→ REQUIREMENT: The line containing "flow observations: one" marks the end: write out exactly every line from the first line of the data below through that line, and only those.

-- INPUT FOR THIS TASK follows --

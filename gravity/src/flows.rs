//! Loading and validation of the observed migration flow table, the base
//! table of the gravity model.

use log::info;
use polars::prelude::*;

use crate::config::Config;
use crate::error::GravityError;
use crate::{tabular, COL};

/// Validated flow observations: one row per directed (origin, destination,
/// period) with a strictly positive migrant count.
#[derive(Debug)]
pub struct FlowTable(pub DataFrame);

const CONTRACT_COLUMNS: [&str; 6] = [
    COL::FLOW_ORIGIN,
    COL::FLOW_DEST,
    COL::FLOW_ORIGIN_ISO,
    COL::FLOW_DEST_ISO,
    COL::FLOW_PERIOD,
    COL::FLOW_COUNT,
];

/// Load the flow file, coerce the numeric key and count columns (cells that
/// fail coercion become null and their rows are dropped), and keep only
/// strictly positive flows.
pub fn load_flows(config: &Config) -> Result<FlowTable, GravityError> {
    let path = &config.flows_path;
    info!("Loading flows from '{}'", path.display());
    let df = tabular::read_simple_csv(path)?;
    tabular::ensure_columns(&df, &CONTRACT_COLUMNS, path)?;

    let rows_before = df.height();
    let df = df
        .lazy()
        .select(CONTRACT_COLUMNS.map(col))
        .with_columns([
            col(COL::FLOW_ORIGIN).cast(DataType::Int64),
            col(COL::FLOW_DEST).cast(DataType::Int64),
            col(COL::FLOW_PERIOD).cast(DataType::Int64),
            col(COL::FLOW_COUNT).cast(DataType::Float64),
        ])
        .drop_nulls(Some(vec![
            col(COL::FLOW_ORIGIN),
            col(COL::FLOW_DEST),
            col(COL::FLOW_PERIOD),
            col(COL::FLOW_COUNT),
        ]))
        .filter(col(COL::FLOW_COUNT).gt(lit(0.0)))
        .collect()?;

    info!(
        "Flows filtered to strictly positive counts: {} of {} rows retained",
        df.height(),
        rows_before
    );
    Ok(FlowTable(df))
}

#[cfg(test)]
mod tests {
    use std::io::Write;

    use super::*;

    fn config_with_flows(contents: &str) -> (tempfile::TempDir, Config) {
        let dir = tempfile::tempdir().unwrap();
        let path = dir.path().join("flows.csv");
        let mut file = std::fs::File::create(&path).unwrap();
        file.write_all(contents.as_bytes()).unwrap();
        let config = Config {
            flows_path: path,
            ..Default::default()
        };
        (dir, config)
    }

    #[test]
    fn keeps_only_strictly_positive_numeric_rows() {
        let (_dir, config) = config_with_flows(
            "origin,destination,origIso,destIso,year,migrantCount\n\
             4,8,AFG,ALB,2000,10\n\
             4,8,AFG,ALB,2005,0\n\
             4,8,AFG,ALB,2010,-3\n\
             oops,8,AFG,ALB,2000,5\n\
             4,8,AFG,ALB,not_a_year,5\n",
        );
        let flows = load_flows(&config).unwrap();
        assert_eq!(flows.0.height(), 1);
        assert_eq!(
            flows.0.column(COL::FLOW_COUNT).unwrap().f64().unwrap().get(0),
            Some(10.0)
        );
        assert_eq!(
            flows.0.column(COL::FLOW_ORIGIN).unwrap().i64().unwrap().get(0),
            Some(4)
        );
    }

    #[test]
    fn iso_codes_stay_string_typed() {
        let (_dir, config) = config_with_flows(
            "origin,destination,origIso,destIso,year,migrantCount\n4,8,AFG,ALB,2000,10\n",
        );
        let flows = load_flows(&config).unwrap();
        assert_eq!(
            flows.0.column(COL::FLOW_ORIGIN_ISO).unwrap().dtype(),
            &DataType::String
        );
    }

    #[test]
    fn missing_contract_column_is_fatal() {
        let (_dir, config) = config_with_flows("origin,destination,year\n4,8,2000\n");
        let err = load_flows(&config).unwrap_err();
        assert!(matches!(err, GravityError::MissingColumns { .. }));
    }

    #[test]
    fn missing_file_is_fatal() {
        let config = Config {
            flows_path: "does/not/exist.csv".into(),
            ..Default::default()
        };
        let err = load_flows(&config).unwrap_err();
        assert!(matches!(err, GravityError::MissingInput(_)));
    }
}
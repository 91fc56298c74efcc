use std::default::Default;
use std::path::PathBuf;

use serde::{Deserialize, Serialize};

/// Immutable run configuration: where every input file lives and where the
/// output table goes. Constructed once per run and passed by reference into
/// each stage, never accessed as global state.
#[derive(Serialize, Deserialize, Debug, Clone, PartialEq)]
#[serde(default)]
pub struct Config {
    pub flows_path: PathBuf,
    pub dyadic_path: PathBuf,
    pub country_path: PathBuf,
    pub un_population_path: PathBuf,
    pub un_mortality_path: PathBuf,
    pub un_urban_path: PathBuf,
    pub output_path: PathBuf,
}

impl Default for Config {
    fn default() -> Self {
        Config {
            flows_path: "data/azose_raftery_flows.csv".into(),
            dyadic_path: "data/dist_cepii.parquet".into(),
            country_path: "data/geo_cepii.parquet".into(),
            un_population_path: "data/population_un.csv".into(),
            un_mortality_path: "data/mortality_un.csv".into(),
            un_urban_path: "data/urban_un.csv".into(),
            output_path: "gravity_data.csv".into(),
        }
    }
}

impl Config {
    /// The long-format series files, in load order.
    pub fn un_series_paths(&self) -> [&PathBuf; 3] {
        [
            &self.un_population_path,
            &self.un_mortality_path,
            &self.un_urban_path,
        ]
    }
}
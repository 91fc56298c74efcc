use std::path::PathBuf;

use clap::{command, Args, Parser, Subcommand, ValueEnum};
use enum_dispatch::enum_dispatch;
use log::info;

use gravity::{cepii, config::Config, flows, un_series, GravityPipeline};

use crate::display::{display_frame_head, display_null_counts, display_stage_reports};
use crate::error::GravityCliResult;

/// Trait that defines what to run when a given subcommand is invoked.
#[enum_dispatch]
pub trait RunCommand {
    fn run(&self, config: Config) -> GravityCliResult<()>;
}

#[derive(Parser, Debug)]
#[command(
    version,
    about = "Builds the analysis-ready table for a bilateral-migration gravity model"
)]
pub struct Cli {
    #[command(subcommand)]
    pub command: Option<Commands>,
    #[arg(long, global = true, help = "Path to an explicit TOML config file")]
    pub config: Option<PathBuf>,
}

#[enum_dispatch(RunCommand)]
#[derive(Subcommand, Debug)]
pub enum Commands {
    /// Run the full pipeline and write the flat output table
    Run(RunArgs),
    /// Load a single input through its loader and show the parsed head rows
    Preview(PreviewArgs),
}

#[derive(Args, Debug)]
pub struct RunArgs {
    #[arg(long, help = "Override the configured flow file")]
    flows: Option<PathBuf>,
    #[arg(long, help = "Override the configured dyadic covariate file")]
    dyadic: Option<PathBuf>,
    #[arg(long, help = "Override the configured country covariate file")]
    country: Option<PathBuf>,
    #[arg(long, help = "Override the configured UN population series file")]
    population: Option<PathBuf>,
    #[arg(long, help = "Override the configured UN mortality series file")]
    mortality: Option<PathBuf>,
    #[arg(long, help = "Override the configured UN urbanization series file")]
    urban: Option<PathBuf>,
    #[arg(short = 'o', long, help = "Override the configured output file")]
    output: Option<PathBuf>,
}

impl RunArgs {
    fn apply_overrides(&self, mut config: Config) -> Config {
        if let Some(path) = &self.flows {
            config.flows_path = path.clone();
        }
        if let Some(path) = &self.dyadic {
            config.dyadic_path = path.clone();
        }
        if let Some(path) = &self.country {
            config.country_path = path.clone();
        }
        if let Some(path) = &self.population {
            config.un_population_path = path.clone();
        }
        if let Some(path) = &self.mortality {
            config.un_mortality_path = path.clone();
        }
        if let Some(path) = &self.urban {
            config.un_urban_path = path.clone();
        }
        if let Some(path) = &self.output {
            config.output_path = path.clone();
        }
        config
    }
}

impl RunCommand for RunArgs {
    fn run(&self, config: Config) -> GravityCliResult<()> {
        info!("Running `run` subcommand");
        let config = self.apply_overrides(config);
        let output_path = config.output_path.clone();
        let run = GravityPipeline::new(config).run()?;
        display_stage_reports(&run.stages);
        println!(
            "\nWrote {} rows x {} columns to '{}'.",
            run.data.height(),
            run.data.width(),
            output_path.display()
        );
        Ok(())
    }
}

/// Which input to preview through its loader.
#[derive(ValueEnum, Clone, Debug)]
pub enum PreviewInput {
    Flows,
    Dyadic,
    Country,
    Series,
}

#[derive(Args, Debug)]
pub struct PreviewArgs {
    #[arg(value_enum, help = "The input to load and display")]
    input: PreviewInput,
    #[arg(
        short = 'm',
        long,
        default_value_t = 10,
        help = "Number of head rows to display"
    )]
    max_results: usize,
    #[arg(long, help = "Also display column-wise missing-value counts")]
    null_counts: bool,
}

impl RunCommand for PreviewArgs {
    fn run(&self, config: Config) -> GravityCliResult<()> {
        info!("Running `preview` subcommand");
        let df = match self.input {
            PreviewInput::Flows => flows::load_flows(&config)?.0,
            PreviewInput::Dyadic => cepii::load_dyadic(&config)?.0,
            PreviewInput::Country => cepii::load_country(&config)?.0,
            PreviewInput::Series => un_series::load_country_year(&config)?.0,
        };
        display_frame_head(&df, Some(self.max_results));
        if self.null_counts {
            display_null_counts(&df)?;
        }
        Ok(())
    }
}
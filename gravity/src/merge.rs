//! The five-stage inner-join sequence connecting flows to every covariate
//! table. Inner joins silently drop unmatched keys, so every stage records
//! its row counts and the result type carries them as part of the contract.

use log::{debug, info};
use polars::prelude::*;

use crate::cepii::{CountryTable, DyadicTable};
use crate::flows::FlowTable;
use crate::un_series::CountryYearTable;
use crate::COL;

/// Row counts around a single join stage. Inner joins are
/// cardinality-non-increasing, so `rows_after <= rows_before` always holds.
#[derive(Debug, Clone, Copy, PartialEq, Eq)]
pub struct StageReport {
    pub stage: &'static str,
    pub rows_before: usize,
    pub rows_after: usize,
}

impl StageReport {
    pub fn rows_dropped(&self) -> usize {
        self.rows_before - self.rows_after
    }
}

/// The fully joined table plus the attrition report of every join stage.
pub struct MergedTable {
    pub df: DataFrame,
    pub stages: Vec<StageReport>,
}

/// Clone a frame with every column name suffixed, so a table joined once per
/// side never collides with itself.
fn suffixed(df: &DataFrame, suffix: &str) -> PolarsResult<DataFrame> {
    let mut out = df.clone();
    let names: Vec<String> = out
        .get_column_names()
        .iter()
        .map(|name| name.to_string())
        .collect();
    for name in names {
        out.rename(&name, &format!("{name}{suffix}"))?;
    }
    Ok(out)
}

fn inner_join(
    stage: &'static str,
    left: DataFrame,
    right: DataFrame,
    left_on: &[&str],
    right_on: &[&str],
    stages: &mut Vec<StageReport>,
) -> PolarsResult<DataFrame> {
    let rows_before = left.height();
    let joined = left
        .lazy()
        .join(
            right.lazy(),
            left_on.iter().map(|name| col(*name)).collect::<Vec<_>>(),
            right_on.iter().map(|name| col(*name)).collect::<Vec<_>>(),
            JoinArgs::new(JoinType::Inner),
        )
        .collect()?;
    info!(
        "Join '{stage}': {rows_before} -> {} rows",
        joined.height()
    );
    stages.push(StageReport {
        stage,
        rows_before,
        rows_after: joined.height(),
    });
    Ok(joined)
}

/// Execute the five inner joins in their fixed order: flows to dyadic pairs,
/// then the country covariates for each side, then the country-year
/// covariates for each side.
pub fn merge_all(
    flows: FlowTable,
    dyadic: DyadicTable,
    country: CountryTable,
    country_year: CountryYearTable,
) -> PolarsResult<MergedTable> {
    let mut stages = Vec::new();

    let df = inner_join(
        "flows-dyadic",
        flows.0,
        dyadic.0,
        &[COL::FLOW_ORIGIN_ISO, COL::FLOW_DEST_ISO],
        &[COL::DYADIC_ISO_ORIGIN, COL::DYADIC_ISO_DEST],
        &mut stages,
    )?;

    let country_iso_i = format!("{}{}", COL::COUNTRY_ISO, COL::ORIGIN_SUFFIX);
    let df = inner_join(
        "origin-country",
        df,
        suffixed(&country.0, COL::ORIGIN_SUFFIX)?,
        &[COL::FLOW_ORIGIN_ISO],
        &[country_iso_i.as_str()],
        &mut stages,
    )?;

    let country_iso_j = format!("{}{}", COL::COUNTRY_ISO, COL::DEST_SUFFIX);
    let df = inner_join(
        "dest-country",
        df,
        suffixed(&country.0, COL::DEST_SUFFIX)?,
        &[COL::FLOW_DEST_ISO],
        &[country_iso_j.as_str()],
        &mut stages,
    )?;

    let code_i = format!("{}{}", COL::COUNTRY_CODE, COL::ORIGIN_SUFFIX);
    let period_i = format!("{}{}", COL::PERIOD, COL::ORIGIN_SUFFIX);
    let df = inner_join(
        "origin-country-year",
        df,
        suffixed(&country_year.0, COL::ORIGIN_SUFFIX)?,
        &[COL::FLOW_ORIGIN, COL::FLOW_PERIOD],
        &[code_i.as_str(), period_i.as_str()],
        &mut stages,
    )?;

    let code_j = format!("{}{}", COL::COUNTRY_CODE, COL::DEST_SUFFIX);
    let period_j = format!("{}{}", COL::PERIOD, COL::DEST_SUFFIX);
    let df = inner_join(
        "dest-country-year",
        df,
        suffixed(&country_year.0, COL::DEST_SUFFIX)?,
        &[COL::FLOW_DEST, COL::FLOW_PERIOD],
        &[code_j.as_str(), period_j.as_str()],
        &mut stages,
    )?;

    debug!("Columns after merge: {:?}", df.get_column_names());
    Ok(MergedTable { df, stages })
}
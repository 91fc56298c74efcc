//! Builds the single analysis-ready table for a bilateral-migration gravity
//! model: loads flows, static pairwise and per-country covariates and the
//! long-format UN country-year series, chains five narrowing inner joins,
//! derives the working-age share and potential support ratio, and writes one
//! flat CSV keyed by (origin, destination, period).

use anyhow::Result;
use log::info;
use polars::frame::DataFrame;

use crate::config::Config;
use crate::merge::StageReport;

// Re-exports
pub use column_names as COL;

// Modules
pub mod cepii;
pub mod column_names;
pub mod composite;
pub mod config;
pub mod error;
pub mod flows;
pub mod merge;
pub mod output;
pub mod tabular;
pub mod un_series;

/// The whole pipeline behind one value: loaders, merge, composite variables
/// and output assembly, all driven by an immutable [`Config`].
pub struct GravityPipeline {
    pub config: Config,
}

/// The result of a pipeline run: the assembled table plus the attrition
/// report of every join stage.
pub struct PipelineRun {
    pub data: DataFrame,
    pub stages: Vec<StageReport>,
}

impl GravityPipeline {
    pub fn new(config: Config) -> Self {
        Self { config }
    }

    /// Run every stage in memory and return the final table without writing
    /// it. Stages execute strictly sequentially; any fatal load error aborts
    /// the whole run.
    pub fn build(&self) -> Result<PipelineRun> {
        info!("Starting gravity pipeline");
        let flows = flows::load_flows(&self.config)?;
        let dyadic = cepii::load_dyadic(&self.config)?;
        let country = cepii::load_country(&self.config)?;
        let country_year = un_series::load_country_year(&self.config)?;

        let merged = merge::merge_all(flows, dyadic, country, country_year)?;
        let with_ratios = composite::add_composites(merged.df)?;
        let data = output::assemble(with_ratios)?;
        Ok(PipelineRun {
            data,
            stages: merged.stages,
        })
    }

    /// Run the pipeline and write the flat output table. Nothing is written
    /// unless every stage succeeds.
    pub fn run(&self) -> Result<PipelineRun> {
        let mut run = self.build()?;
        output::write_output(&mut run.data, &self.config.output_path)?;
        Ok(run)
    }
}
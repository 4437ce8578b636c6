//! Ownership handle for the running stream task

use tokio::task::JoinHandle;
use tokio_util::sync::CancellationToken;

/// The one background stream a session may have in flight
pub(crate) struct StreamTask {
    id: u64,
    cancel: CancellationToken,
    handle: JoinHandle<()>,
}

impl StreamTask {
    pub fn new(id: u64, cancel: CancellationToken, handle: JoinHandle<()>) -> Self {
        Self { id, cancel, handle }
    }

    pub fn id(&self) -> u64 {
        self.id
    }

    /// Ask the task to stop at its next suspension point
    pub fn cancel(&self) {
        self.cancel.cancel();
    }

    /// Wait for the task to terminate
    pub async fn join(self) {
        match self.handle.await {
            Ok(()) => tracing::debug!(stream_id = self.id, "Stream task finished"),
            Err(e) if e.is_panic() => {
                tracing::error!(stream_id = self.id, error = %e, "Stream task panicked");
            }
            Err(e) => tracing::warn!(stream_id = self.id, error = %e, "Stream task aborted"),
        }
    }
}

-- INPUT FOR THIS TASK concluded --

→ ANSWER TO THIS PROBLEM:
filename gravity/src/flows.rs
//! Loading and validation of the observed migration flow table, the base
//! table of the gravity model.

use log::info;
use polars::prelude::*;

use crate::config::Config;
use crate::error::GravityError;
use crate::{tabular, COL};

/// Validated flow observations: one row per directed (origin, destination,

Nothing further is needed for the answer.